Exercise – A complete copy of the entries, exactly as written, is the expected result.
** Opening Data for processing block **
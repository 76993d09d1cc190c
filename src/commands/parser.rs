use super::types::Command;

/// Parse a chat message into a command. Plain text yields `None`; an
/// unrecognised `/word` yields [`Command::Unknown`].
pub fn parse_command(input: &str) -> Option<Command> {
    let trimmed = input.trim();
    if !trimmed.starts_with('/') {
        return None;
    }

    let mut parts = trimmed.splitn(2, char::is_whitespace);
    let word = parts.next()?;
    // Group chats address commands as `/cmd@BotName`.
    let cmd = word.split('@').next().unwrap_or(word).to_lowercase();
    let args = parts.next().unwrap_or("").trim();

    let command = match cmd.as_str() {
        "/start" => Command::Start {
            passphrase: args.to_string(),
        },
        "/start_pipeline" => Command::StartPipeline,
        "/enqueue" => Command::Enqueue {
            url: args.to_string(),
        },
        "/autorun" => Command::Autorun {
            minutes: (!args.is_empty()).then(|| args.to_string()),
        },
        "/autostop" => Command::Autostop,
        "/autorun_status" => Command::AutorunStatus,
        "/api_check" => Command::ApiCheck,
        "/api" => Command::Api {
            payload: args.to_string(),
        },
        "/set_description" => Command::SetDescription {
            text: args.to_string(),
        },
        "/logout" => Command::Logout,
        "/status" => Command::Status,
        "/help" | "/?" => Command::Help,
        "/" => return None,
        _ => Command::Unknown { name: cmd },
    };
    Some(command)
}

#[cfg(test)]
mod tests {
    use super::*;

    #[test]
    fn start_carries_passphrase() {
        assert_eq!(
            parse_command("/start  hunter2 "),
            Some(Command::Start {
                passphrase: "hunter2".into()
            })
        );
    }

    #[test]
    fn command_word_is_case_insensitive() {
        assert_eq!(parse_command("/AUTOSTOP"), Some(Command::Autostop));
        assert_eq!(parse_command("/Api_Check"), Some(Command::ApiCheck));
    }

    #[test]
    fn bot_name_suffix_is_stripped() {
        assert_eq!(
            parse_command("/autorun@PilotBot 45"),
            Some(Command::Autorun {
                minutes: Some("45".into())
            })
        );
    }

    #[test]
    fn autorun_without_argument() {
        assert_eq!(
            parse_command("/autorun"),
            Some(Command::Autorun { minutes: None })
        );
    }

    #[test]
    fn arguments_keep_their_case_and_inner_spacing() {
        assert_eq!(
            parse_command("/set_description https://youtu.be/X | Great  Video"),
            Some(Command::SetDescription {
                text: "https://youtu.be/X | Great  Video".into()
            })
        );
    }

    #[test]
    fn api_payload_spans_lines() {
        assert_eq!(
            parse_command("/api {\n  \"gemini\": {\"api_key\": \"k\"}\n}"),
            Some(Command::Api {
                payload: "{\n  \"gemini\": {\"api_key\": \"k\"}\n}".into()
            })
        );
    }

    #[test]
    fn every_simple_command_parses() {
        for (text, expected) in [
            ("/start_pipeline", Command::StartPipeline),
            ("/autostop", Command::Autostop),
            ("/autorun_status", Command::AutorunStatus),
            ("/api_check", Command::ApiCheck),
            ("/logout", Command::Logout),
            ("/status", Command::Status),
            ("/help", Command::Help),
            ("/?", Command::Help),
        ] {
            assert_eq!(parse_command(text), Some(expected), "{text}");
        }
        assert_eq!(
            parse_command("/enqueue https://a.b/c"),
            Some(Command::Enqueue {
                url: "https://a.b/c".into()
            })
        );
    }

    #[test]
    fn unknown_command_is_reported() {
        assert_eq!(
            parse_command("/frobnicate now"),
            Some(Command::Unknown {
                name: "/frobnicate".into()
            })
        );
    }

    #[test]
    fn plain_text_returns_none() {
        assert_eq!(parse_command("hello"), None);
        assert_eq!(parse_command("   "), None);
        assert_eq!(parse_command(""), None);
        assert_eq!(parse_command("/"), None);
    }

    #[test]
    fn leading_whitespace_accepted() {
        assert_eq!(parse_command("  /status"), Some(Command::Status));
    }
}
** Closing Data for processing block **
Response to the exercise –
repository 76993d09d1cc190c
filename src/commands/parser.rs
use super::types::Command;

/// Parse a chat message into a command. Plain text yields `None`; an
/// unrecognised `/word` yields [`Command::Unknown`].
pub fn parse_command(input: &str) -> Option<Command> {
    let trimmed = input.trim();
    if !trimmed.starts_with('/') {
        return None;
    }

    let mut parts = trimmed.splitn(2, char::is_whitespace);
    let word = parts.next()?;
    // Group chats address commands as `/cmd@BotName`.
    let cmd = word.split('@').next().unwrap_or(word).to_lowercase();
    let args = parts.next().unwrap_or("").trim();

    let command = match cmd.as_str() {
        "/start" => Command::Start {
            passphrase: args.to_string(),
        },
        "/start_pipeline" => Command::StartPipeline,
        "/enqueue" => Command::Enqueue {
            url: args.to_string(),
        },
        "/autorun" => Command::Autorun {
            minutes: (!args.is_empty()).then(|| args.to_string()),
        },
        "/autostop" => Command::Autostop,
        "/autorun_status" => Command::AutorunStatus,
        "/api_check" => Command::ApiCheck,
        "/api" => Command::Api {
            payload: args.to_string(),
        },
        "/set_description" => Command::SetDescription {
            text: args.to_string(),
        },
        "/logout" => Command::Logout,
        "/status" => Command::Status,
        "/help" | "/?" => Command::Help,
        "/" => return None,
        _ => Command::Unknown { name: cmd },
    };
    Some(command)
}

#[cfg(test)]
mod tests {
    use super::*;

    #[test]
    fn start_carries_passphrase() {
        assert_eq!(
            parse_command("/start  hunter2 "),
            Some(Command::Start {
                passphrase: "hunter2".into()
            })
        );
    }

    #[test]
    fn command_word_is_case_insensitive() {
        assert_eq!(parse_command("/AUTOSTOP"), Some(Command::Autostop));
        assert_eq!(parse_command("/Api_Check"), Some(Command::ApiCheck));
    }

    #[test]
    fn bot_name_suffix_is_stripped() {
        assert_eq!(
            parse_command("/autorun@PilotBot 45"),
            Some(Command::Autorun {
                minutes: Some("45".into())
            })
        );
    }

    #[test]
    fn autorun_without_argument() {
        assert_eq!(
            parse_command("/autorun"),
            Some(Command::Autorun { minutes: None })
        );
    }

    #[test]
    fn arguments_keep_their_case_and_inner_spacing() {
        assert_eq!(
            parse_command("/set_description https://youtu.be/X | Great  Video"),
            Some(Command::SetDescription {
                text: "https://youtu.be/X | Great  Video".into()
            })
        );
    }

    #[test]
    fn api_payload_spans_lines() {
        assert_eq!(
            parse_command("/api {\n  \"gemini\": {\"api_key\": \"k\"}\n}"),
            Some(Command::Api {
                payload: "{\n  \"gemini\": {\"api_key\": \"k\"}\n}".into()
            })
        );
    }

    #[test]
    fn every_simple_command_parses() {
        for (text, expected) in [
            ("/start_pipeline", Command::StartPipeline),
            ("/autostop", Command::Autostop),
            ("/autorun_status", Command::AutorunStatus),
            ("/api_check", Command::ApiCheck),
            ("/logout", Command::Logout),
            ("/status", Command::Status),
            ("/help", Command::Help),
            ("/?", Command::Help),
        ] {
            assert_eq!(parse_command(text), Some(expected), "{text}");
        }
        assert_eq!(
            parse_command("/enqueue https://a.b/c"),
            Some(Command::Enqueue {
                url: "https://a.b/c".into()
            })
        );
    }

    #[test]
    fn unknown_command_is_reported() {
        assert_eq!(
            parse_command("/frobnicate now"),
            Some(Command::Unknown {
                name: "/frobnicate".into()
            })
        );
    }

    #[test]
    fn plain_text_returns_none() {
        assert_eq!(parse_command("hello"), None);
        assert_eq!(parse_command("   "), None);
        assert_eq!(parse_command(""), None);
        assert_eq!(parse_command("/"), None);
    }

    #[test]
    fn leading_whitespace_accepted() {
        assert_eq!(parse_command("  /status"), Some(Command::Status));
    }
}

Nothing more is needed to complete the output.